**ASSIGNMENT**
Take every entry below and copy it out word for word.

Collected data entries
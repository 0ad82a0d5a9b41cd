// DEFAULT CRYPTO COLLABORATOR
// Ed25519 signatures and SHA-256 digests behind the `Crypto` trait.
//
// SAFETY: Each node signs only with its own key; verification looks the
// sender's public key up in a directory shared by the whole cluster.

use crate::collaborators::Crypto;
use crate::types::{Digest, NodeId, Signature as SignatureBytes};
use ed25519_dalek::{Signature, Signer, SigningKey, Verifier, VerifyingKey};
use rand::RngCore;
use sha2::{Digest as _, Sha256};
use std::collections::{BTreeMap, HashMap};
use std::sync::Arc;

/// Ed25519 signer/verifier for one node.
pub struct Ed25519Crypto {
    node_id: NodeId,
    signing_key: SigningKey,
    directory: Arc<HashMap<NodeId, VerifyingKey>>,
}

impl Ed25519Crypto {
    pub fn new(
        node_id: NodeId,
        signing_key: SigningKey,
        directory: Arc<HashMap<NodeId, VerifyingKey>>,
    ) -> Self {
        Ed25519Crypto {
            node_id,
            signing_key,
            directory,
        }
    }

    pub fn node_id(&self) -> &NodeId {
        &self.node_id
    }
}

impl Crypto for Ed25519Crypto {
    fn sign(&self, payload: &[u8]) -> SignatureBytes {
        self.signing_key.sign(payload).to_bytes().to_vec()
    }

    fn verify(&self, node: &NodeId, payload: &[u8], signature: &[u8]) -> bool {
        let Some(key) = self.directory.get(node) else {
            return false;
        };
        let Ok(signature) = Signature::from_slice(signature) else {
            return false;
        };
        key.verify(payload, &signature).is_ok()
    }

    fn digest(&self, payload: &[u8]) -> Digest {
        sha256(payload)
    }

    fn public_key(&self, node: &NodeId) -> Option<Vec<u8>> {
        self.directory.get(node).map(|key| key.to_bytes().to_vec())
    }
}

/// SHA-256 of `payload` as a `Digest`.
pub fn sha256(payload: &[u8]) -> Digest {
    let mut out = [0u8; 32];
    out.copy_from_slice(&Sha256::digest(payload));
    Digest(out)
}

/// Key material for a whole cluster, used by simulations and tests.
pub struct KeyRing {
    keys: BTreeMap<NodeId, SigningKey>,
    directory: Arc<HashMap<NodeId, VerifyingKey>>,
}

impl KeyRing {
    /// Fresh random keys from the operating system RNG.
    pub fn generate<S: AsRef<str>>(ids: &[S]) -> Self {
        let mut rng = rand::rngs::OsRng;
        Self::build(ids, |_| {
            let mut seed = [0u8; 32];
            rng.fill_bytes(&mut seed);
            seed
        })
    }

    /// Keys derived from the node id. Reproducible; never use outside simulations.
    pub fn deterministic<S: AsRef<str>>(ids: &[S]) -> Self {
        Self::build(ids, |id| {
            let mut material = b"aegis-simulation-key:".to_vec();
            material.extend_from_slice(id.as_bytes());
            sha256(&material).0
        })
    }

    fn build<S, F>(ids: &[S], mut seed_for: F) -> Self
    where
        S: AsRef<str>,
        F: FnMut(&str) -> [u8; 32],
    {
        let keys: BTreeMap<NodeId, SigningKey> = ids
            .iter()
            .map(|id| {
                let id = id.as_ref();
                (id.to_string(), SigningKey::from_bytes(&seed_for(id)))
            })
            .collect();
        let directory = keys
            .iter()
            .map(|(id, key)| (id.clone(), key.verifying_key()))
            .collect();

        KeyRing {
            keys,
            directory: Arc::new(directory),
        }
    }

    pub fn node_ids(&self) -> Vec<NodeId> {
        self.keys.keys().cloned().collect()
    }

    pub fn crypto_for(&self, node_id: &str) -> Option<Arc<Ed25519Crypto>> {
        self.keys.get(node_id).map(|key| {
            Arc::new(Ed25519Crypto::new(
                node_id.to_string(),
                key.clone(),
                Arc::clone(&self.directory),
            ))
        })
    }
}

**WRITTEN SOLUTION**
repository 0ad82a0d5a9b41cd
// DEFAULT CRYPTO COLLABORATOR
// Ed25519 signatures and SHA-256 digests behind the `Crypto` trait.
//
// SAFETY: Each node signs only with its own key; verification looks the
// sender's public key up in a directory shared by the whole cluster.

use crate::collaborators::Crypto;
use crate::types::{Digest, NodeId, Signature as SignatureBytes};
use ed25519_dalek::{Signature, Signer, SigningKey, Verifier, VerifyingKey};
use rand::RngCore;
use sha2::{Digest as _, Sha256};
use std::collections::{BTreeMap, HashMap};
use std::sync::Arc;

/// Ed25519 signer/verifier for one node.
pub struct Ed25519Crypto {
    node_id: NodeId,
    signing_key: SigningKey,
    directory: Arc<HashMap<NodeId, VerifyingKey>>,
}

impl Ed25519Crypto {
    pub fn new(
        node_id: NodeId,
        signing_key: SigningKey,
        directory: Arc<HashMap<NodeId, VerifyingKey>>,
    ) -> Self {
        Ed25519Crypto {
            node_id,
            signing_key,
            directory,
        }
    }

    pub fn node_id(&self) -> &NodeId {
        &self.node_id
    }
}

impl Crypto for Ed25519Crypto {
    fn sign(&self, payload: &[u8]) -> SignatureBytes {
        self.signing_key.sign(payload).to_bytes().to_vec()
    }

    fn verify(&self, node: &NodeId, payload: &[u8], signature: &[u8]) -> bool {
        let Some(key) = self.directory.get(node) else {
            return false;
        };
        let Ok(signature) = Signature::from_slice(signature) else {
            return false;
        };
        key.verify(payload, &signature).is_ok()
    }

    fn digest(&self, payload: &[u8]) -> Digest {
        sha256(payload)
    }

    fn public_key(&self, node: &NodeId) -> Option<Vec<u8>> {
        self.directory.get(node).map(|key| key.to_bytes().to_vec())
    }
}

/// SHA-256 of `payload` as a `Digest`.
pub fn sha256(payload: &[u8]) -> Digest {
    let mut out = [0u8; 32];
    out.copy_from_slice(&Sha256::digest(payload));
    Digest(out)
}

/// Key material for a whole cluster, used by simulations and tests.
pub struct KeyRing {
    keys: BTreeMap<NodeId, SigningKey>,
    directory: Arc<HashMap<NodeId, VerifyingKey>>,
}

impl KeyRing {
    /// Fresh random keys from the operating system RNG.
    pub fn generate<S: AsRef<str>>(ids: &[S]) -> Self {
        let mut rng = rand::rngs::OsRng;
        Self::build(ids, |_| {
            let mut seed = [0u8; 32];
            rng.fill_bytes(&mut seed);
            seed
        })
    }

    /// Keys derived from the node id. Reproducible; never use outside simulations.
    pub fn deterministic<S: AsRef<str>>(ids: &[S]) -> Self {
        Self::build(ids, |id| {
            let mut material = b"aegis-simulation-key:".to_vec();
            material.extend_from_slice(id.as_bytes());
            sha256(&material).0
        })
    }

    fn build<S, F>(ids: &[S], mut seed_for: F) -> Self
    where
        S: AsRef<str>,
        F: FnMut(&str) -> [u8; 32],
    {
        let keys: BTreeMap<NodeId, SigningKey> = ids
            .iter()
            .map(|id| {
                let id = id.as_ref();
                (id.to_string(), SigningKey::from_bytes(&seed_for(id)))
            })
            .collect();
        let directory = keys
            .iter()
            .map(|(id, key)| (id.clone(), key.verifying_key()))
            .collect();

        KeyRing {
            keys,
            directory: Arc::new(directory),
        }
    }

    pub fn node_ids(&self) -> Vec<NodeId> {
        self.keys.keys().cloned().collect()
    }

    pub fn crypto_for(&self, node_id: &str) -> Option<Arc<Ed25519Crypto>> {
        self.keys.get(node_id).map(|key| {
            Arc::new(Ed25519Crypto::new(
                node_id.to_string(),
                key.clone(),
                Arc::clone(&self.directory),
            ))
        })
    }
}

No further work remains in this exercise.